→ Task brief: The line that contains "in mask images." marks the end: retype the data below exactly from its first line through that line.
Material supplied START
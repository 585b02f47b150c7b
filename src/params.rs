//! Pipeline parameters: project naming, artifact names, class labels and split settings.
//!
//! Defaults describe the BDD simple 1k dataset. Any field can be overridden
//! from a TOML file; missing fields keep their defaults.

use std::collections::{BTreeMap, BTreeSet};
use std::path::{Path, PathBuf};

use serde::{Deserialize, Serialize};
use thiserror::Error;

/// Default remote archive holding `images/`, `labels/` and `LICENSE.txt`.
pub const DEFAULT_DATASET_URL: &str =
    "https://storage.googleapis.com/wandb_course/bdd_simple_1k.zip";

const DEFAULT_CLASSES: &[(u16, &str)] = &[
    (0, "background"),
    (1, "road"),
    (2, "traffic light"),
    (3, "traffic sign"),
    (4, "person"),
    (5, "vehicle"),
    (6, "bicycle"),
];

/// Errors that may occur while loading or validating parameters.
#[derive(Debug, Error)]
pub enum ConfigError {
    /// Failed to read a config file.
    #[error("Failed to read {path}: {source}")]
    Read {
        /// Path that failed to read.
        path: PathBuf,
        /// Underlying IO error.
        source: std::io::Error,
    },
    /// Failed to parse TOML config.
    #[error("Invalid config at {path}: {source}")]
    ParseToml {
        /// TOML file path.
        path: PathBuf,
        /// TOML parse error.
        source: toml::de::Error,
    },
    /// Parameters parsed but are not usable.
    #[error("Invalid parameters: {0}")]
    Invalid(String),
}

/// One entry of the class-label map.
#[derive(Debug, Clone, PartialEq, Eq, Serialize, Deserialize)]
pub struct ClassLabel {
    /// Pixel value used for the class in mask images.
    pub id: u16,
    /// Human-readable class name, also used as a table column.
    pub name: String,
}

/// Parameters shared by the ingestion and split steps.
#[derive(Debug, Clone, Serialize, Deserialize)]
#[serde(default)]
pub struct Params {
    /// Project namespace inside the artifact store.
    pub project: String,
    /// Optional team/entity namespace; `None` uses the store's default entity.
    pub entity: Option<String>,
    /// Name of the artifact produced by ingestion.
    pub raw_data_artifact: String,
    /// Name of the artifact produced by the split step.
    pub processed_data_artifact: String,
    /// Remote dataset archive.
    pub dataset_url: String,
    /// Class column whose presence drives stratification.
    pub stratify_class: String,
    /// Number of folds for the grouped stratified split.
    pub n_splits: usize,
    /// Shuffle group order (seeded) before fold assignment.
    pub shuffle: bool,
    /// Seed string used when `shuffle` is enabled.
    pub seed: String,
    /// File names are cut at the first occurrence of this to derive the group key.
    pub group_separator: String,
    /// Class-label map.
    pub classes: Vec<ClassLabel>,
    /// Artifact store root; defaults to the application directory.
    pub store_dir: Option<PathBuf>,
}

impl Default for Params {
    fn default() -> Self {
        Self {
            project: "mlops-course-001".to_string(),
            entity: None,
            raw_data_artifact: "bdd_simple_1k".to_string(),
            processed_data_artifact: "bdd_simple_1k_split".to_string(),
            dataset_url: DEFAULT_DATASET_URL.to_string(),
            stratify_class: "bicycle".to_string(),
            n_splits: 10,
            shuffle: false,
            seed: "segprep-split-v1".to_string(),
            group_separator: "-".to_string(),
            classes: DEFAULT_CLASSES
                .iter()
                .map(|(id, name)| ClassLabel {
                    id: *id,
                    name: (*name).to_string(),
                })
                .collect(),
            store_dir: None,
        }
    }
}

impl Params {
    /// Load parameters from a TOML file and validate them.
    pub fn load_from(path: &Path) -> Result<Self, ConfigError> {
        let text = std::fs::read_to_string(path).map_err(|source| ConfigError::Read {
            path: path.to_path_buf(),
            source,
        })?;
        let params: Params = toml::from_str(&text).map_err(|source| ConfigError::ParseToml {
            path: path.to_path_buf(),
            source,
        })?;
        params.validate()?;
        Ok(params)
    }

    /// Load from `path` when given, otherwise return validated defaults.
    pub fn load_or_default(path: Option<&Path>) -> Result<Self, ConfigError> {
        match path {
            Some(path) => Self::load_from(path),
            None => {
                let params = Self::default();
                params.validate()?;
                Ok(params)
            }
        }
    }

    /// Check internal consistency.
    pub fn validate(&self) -> Result<(), ConfigError> {
        if self.project.trim().is_empty() {
            return Err(ConfigError::Invalid("project must not be empty".into()));
        }
        if self.n_splits < 2 {
            return Err(ConfigError::Invalid(format!(
                "n_splits must be at least 2, got {}",
                self.n_splits
            )));
        }
        if self.group_separator.is_empty() {
            return Err(ConfigError::Invalid("group_separator must not be empty".into()));
        }
        if self.classes.is_empty() {
            return Err(ConfigError::Invalid("at least one class is required".into()));
        }
        let mut ids = BTreeSet::new();
        let mut names = BTreeSet::new();
        for class in &self.classes {
            if !ids.insert(class.id) {
                return Err(ConfigError::Invalid(format!("duplicate class id {}", class.id)));
            }
            if !names.insert(class.name.as_str()) {
                return Err(ConfigError::Invalid(format!(
                    "duplicate class name {:?}",
                    class.name
                )));
            }
        }
        if !names.contains(self.stratify_class.as_str()) {
            return Err(ConfigError::Invalid(format!(
                "stratify_class {:?} is not one of the configured classes",
                self.stratify_class
            )));
        }
        Ok(())
    }

    /// Class-label map keyed by pixel value.
    pub fn class_map(&self) -> BTreeMap<u16, String> {
        self.classes
            .iter()
            .map(|class| (class.id, class.name.clone()))
            .collect()
    }

    /// Group key for a file name: everything before the first separator.
    ///
    /// Names without a separator form their own group.
    pub fn group_key<'a>(&self, file_name: &'a str) -> &'a str {
        file_name
            .split_once(self.group_separator.as_str())
            .map(|(group, _)| group)
            .unwrap_or(file_name)
    }
}
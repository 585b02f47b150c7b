//! Class presence from segmentation masks.

use std::collections::{BTreeMap, HashSet};
use std::fs::File;
use std::io::BufReader;
use std::path::{Path, PathBuf};

use image::{DynamicImage, ImageReader};
use thiserror::Error;

use super::LABELS_DIR;

/// Suffix appended to an image stem to name its mask.
pub const MASK_SUFFIX: &str = "_mask.png";

#[derive(Debug, Error)]
pub enum MaskError {
    #[error("Failed to read mask {path}: {source}")]
    Read {
        path: PathBuf,
        source: std::io::Error,
    },
    #[error("Failed to decode mask {path}: {source}")]
    Decode {
        path: PathBuf,
        source: image::ImageError,
    },
    #[error("Failed to decode indexed mask {path}: {source}")]
    Png {
        path: PathBuf,
        source: png::DecodingError,
    },
    #[error("Mask {path} is {color} (expected single-channel class ids)")]
    UnsupportedFormat { path: PathBuf, color: String },
    #[error("Cannot derive a mask path for {0}")]
    NoMaskPath(PathBuf),
}

/// `<root>/images/<stem>.<ext>` -> `<root>/labels/<stem>_mask.png`.
pub fn mask_path_for(image: &Path) -> Result<PathBuf, MaskError> {
    let stem = image
        .file_stem()
        .and_then(|s| s.to_str())
        .ok_or_else(|| MaskError::NoMaskPath(image.to_path_buf()))?;
    let root = image
        .parent()
        .and_then(Path::parent)
        .ok_or_else(|| MaskError::NoMaskPath(image.to_path_buf()))?;
    Ok(root.join(LABELS_DIR).join(format!("{stem}{MASK_SUFFIX}")))
}

/// Decode a mask into row-major class ids.
///
/// Palette PNGs yield their raw palette indices; other masks must be
/// single-channel 8 or 16 bit.
pub fn load_mask_ids(path: &Path) -> Result<Vec<u16>, MaskError> {
    let is_png = path
        .extension()
        .and_then(|ext| ext.to_str())
        .is_some_and(|ext| ext.eq_ignore_ascii_case("png"));
    if is_png {
        if let Some(ids) = load_palette_indices(path)? {
            return Ok(ids);
        }
    }
    let reader = ImageReader::open(path).map_err(|source| MaskError::Read {
        path: path.to_path_buf(),
        source,
    })?;
    let reader = reader.with_guessed_format().map_err(|source| MaskError::Read {
        path: path.to_path_buf(),
        source,
    })?;
    let image = reader.decode().map_err(|source| MaskError::Decode {
        path: path.to_path_buf(),
        source,
    })?;
    match image {
        DynamicImage::ImageLuma8(buf) => Ok(buf.into_raw().into_iter().map(u16::from).collect()),
        DynamicImage::ImageLuma16(buf) => Ok(buf.into_raw()),
        other => Err(MaskError::UnsupportedFormat {
            path: path.to_path_buf(),
            color: format!("{:?}", other.color()),
        }),
    }
}

/// Palette indices of an indexed PNG, or `None` for any other colour type.
fn load_palette_indices(path: &Path) -> Result<Option<Vec<u16>>, MaskError> {
    let file = File::open(path).map_err(|source| MaskError::Read {
        path: path.to_path_buf(),
        source,
    })?;
    let png_error = |source| MaskError::Png {
        path: path.to_path_buf(),
        source,
    };
    let mut decoder = png::Decoder::new(BufReader::new(file));
    // Keep indices as stored instead of expanding them through the palette.
    decoder.set_transformations(png::Transformations::IDENTITY);
    let mut reader = decoder.read_info().map_err(png_error)?;
    if reader.info().color_type != png::ColorType::Indexed {
        return Ok(None);
    }
    let mut buf = vec![0u8; reader.output_buffer_size()];
    let frame = reader.next_frame(&mut buf).map_err(png_error)?;
    Ok(Some(unpack_indices(
        &buf,
        frame.width as usize,
        frame.height as usize,
        frame.line_size,
        frame.bit_depth as u8,
    )))
}

/// Unpack MSB-first packed samples of `bits` width (1, 2, 4 or 8).
fn unpack_indices(buf: &[u8], width: usize, height: usize, line_size: usize, bits: u8) -> Vec<u16> {
    let bits = usize::from(bits);
    let per_byte = 8 / bits;
    let mask = (1u16 << bits) - 1;
    let mut ids = Vec::with_capacity(width * height);
    for row in buf.chunks(line_size).take(height) {
        for x in 0..width {
            let byte = u16::from(row[x / per_byte]);
            let shift = 8 - bits * (x % per_byte + 1);
            ids.push((byte >> shift) & mask);
        }
    }
    ids
}

/// Per-class presence flags, ordered by class id.
#[derive(Debug, Clone, PartialEq, Eq)]
pub struct ClassPresence {
    flags: Vec<(String, bool)>,
}

impl ClassPresence {
    pub fn get(&self, class_name: &str) -> Option<bool> {
        self.flags
            .iter()
            .find(|(name, _)| name == class_name)
            .map(|(_, present)| *present)
    }

    /// `(class name, 0/1)` pairs in class-id order.
    pub fn as_ints(&self) -> impl Iterator<Item = (&str, i64)> {
        self.flags
            .iter()
            .map(|(name, present)| (name.as_str(), i64::from(*present)))
    }

    pub fn present(&self) -> impl Iterator<Item = &str> {
        self.flags
            .iter()
            .filter(|(_, present)| *present)
            .map(|(name, _)| name.as_str())
    }
}

/// Which classes of `classes` occur anywhere in `ids`.
pub fn class_presence<I>(ids: I, classes: &BTreeMap<u16, String>) -> ClassPresence
where
    I: IntoIterator<Item = u16>,
{
    let unique: HashSet<u16> = ids.into_iter().collect();
    ClassPresence {
        flags: classes
            .iter()
            .map(|(id, name)| (name.clone(), unique.contains(id)))
            .collect(),
    }
}

/// Load the mask for `image` and compute class presence.
pub fn classes_in_image(
    image: &Path,
    classes: &BTreeMap<u16, String>,
) -> Result<ClassPresence, MaskError> {
    let mask = mask_path_for(image)?;
    let ids = load_mask_ids(&mask)?;
    Ok(class_presence(ids, classes))
}

#[cfg(test)]
mod tests {
    use super::*;
    use image::{GrayImage, Luma, RgbImage};
    use tempfile::tempdir;

    fn classes() -> BTreeMap<u16, String> {
        [(0, "background"), (1, "road"), (6, "bicycle")]
            .into_iter()
            .map(|(id, name)| (id, name.to_string()))
            .collect()
    }

    #[test]
    fn presence_marks_only_occurring_ids() {
        let presence = class_presence([0, 0, 6, 9, 6], &classes());
        assert_eq!(presence.get("background"), Some(true));
        assert_eq!(presence.get("road"), Some(false));
        assert_eq!(presence.get("bicycle"), Some(true));
        assert_eq!(presence.get("vehicle"), None);
        assert_eq!(
            presence.as_ints().collect::<Vec<_>>(),
            [("background", 1), ("road", 0), ("bicycle", 1)]
        );
    }

    #[test]
    fn mask_path_sits_in_sibling_labels_dir() {
        let path = mask_path_for(Path::new("/data/bdd/images/0a0a-7c39.jpg")).unwrap();
        assert_eq!(path, Path::new("/data/bdd/labels/0a0a-7c39_mask.png"));
    }

    #[test]
    fn reads_grayscale_mask_pixels() {
        let dir = tempdir().unwrap();
        let path = dir.path().join("a_mask.png");
        let mut mask = GrayImage::new(4, 2);
        mask.put_pixel(3, 1, Luma([6]));
        mask.put_pixel(0, 0, Luma([1]));
        mask.save(&path).unwrap();

        let ids = load_mask_ids(&path).unwrap();
        assert_eq!(ids.len(), 8);
        let presence = class_presence(ids, &classes());
        assert_eq!(presence.present().collect::<Vec<_>>(), ["background", "road", "bicycle"]);
    }

    fn write_indexed_png(path: &Path, width: u32, depth: png::BitDepth, data: &[u8]) {
        let file = File::create(path).unwrap();
        let mut encoder = png::Encoder::new(std::io::BufWriter::new(file), width, 1);
        encoder.set_color(png::ColorType::Indexed);
        encoder.set_depth(depth);
        // Palette colours deliberately differ from the indices.
        encoder.set_palette(vec![
            10, 20, 30, 200, 0, 0, 0, 200, 0, 0, 0, 200, 9, 9, 9, 1, 2, 3, 4, 5, 6, 7, 8, 9,
        ]);
        let mut writer = encoder.write_header().unwrap();
        writer.write_image_data(data).unwrap();
        writer.finish().unwrap();
    }

    #[test]
    fn palette_masks_yield_their_indices() {
        let dir = tempdir().unwrap();
        let path = dir.path().join("p_mask.png");
        write_indexed_png(&path, 4, png::BitDepth::Eight, &[0, 6, 6, 1]);
        assert_eq!(load_mask_ids(&path).unwrap(), vec![0, 6, 6, 1]);
        let presence = class_presence(load_mask_ids(&path).unwrap(), &classes());
        assert_eq!(presence.present().collect::<Vec<_>>(), ["background", "road", "bicycle"]);
    }

    #[test]
    fn packed_palette_masks_are_unpacked() {
        let dir = tempdir().unwrap();
        let path = dir.path().join("packed_mask.png");
        // Three 2-bit samples 0, 1, 3 packed MSB first.
        write_indexed_png(&path, 3, png::BitDepth::Two, &[0b0001_1100]);
        assert_eq!(load_mask_ids(&path).unwrap(), vec![0, 1, 3]);
    }

    #[test]
    fn rejects_colour_masks() {
        let dir = tempdir().unwrap();
        let path = dir.path().join("rgb_mask.png");
        RgbImage::new(2, 2).save(&path).unwrap();
        assert!(matches!(
            load_mask_ids(&path),
            Err(MaskError::UnsupportedFormat { .. })
        ));
    }

    #[test]
    fn missing_mask_is_an_io_error() {
        let dir = tempdir().unwrap();
        let image = dir.path().join("images/x-1.jpg");
        assert!(matches!(
            classes_in_image(&image, &classes()),
            Err(MaskError::Read { .. })
        ));
    }
}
Material supplied END
→ Your solution:
repository 585b02f47b150c7b
filename src/params.rs
//! Pipeline parameters: project naming, artifact names, class labels and split settings.
//!
//! Defaults describe the BDD simple 1k dataset. Any field can be overridden
//! from a TOML file; missing fields keep their defaults.

use std::collections::{BTreeMap, BTreeSet};
use std::path::{Path, PathBuf};

use serde::{Deserialize, Serialize};
use thiserror::Error;

/// Default remote archive holding `images/`, `labels/` and `LICENSE.txt`.
pub const DEFAULT_DATASET_URL: &str =
    "https://storage.googleapis.com/wandb_course/bdd_simple_1k.zip";

const DEFAULT_CLASSES: &[(u16, &str)] = &[
    (0, "background"),
    (1, "road"),
    (2, "traffic light"),
    (3, "traffic sign"),
    (4, "person"),
    (5, "vehicle"),
    (6, "bicycle"),
];

/// Errors that may occur while loading or validating parameters.
#[derive(Debug, Error)]
pub enum ConfigError {
    /// Failed to read a config file.
    #[error("Failed to read {path}: {source}")]
    Read {
        /// Path that failed to read.
        path: PathBuf,
        /// Underlying IO error.
        source: std::io::Error,
    },
    /// Failed to parse TOML config.
    #[error("Invalid config at {path}: {source}")]
    ParseToml {
        /// TOML file path.
        path: PathBuf,
        /// TOML parse error.
        source: toml::de::Error,
    },
    /// Parameters parsed but are not usable.
    #[error("Invalid parameters: {0}")]
    Invalid(String),
}

/// One entry of the class-label map.
#[derive(Debug, Clone, PartialEq, Eq, Serialize, Deserialize)]
pub struct ClassLabel {
    /// Pixel value used for the class in mask images.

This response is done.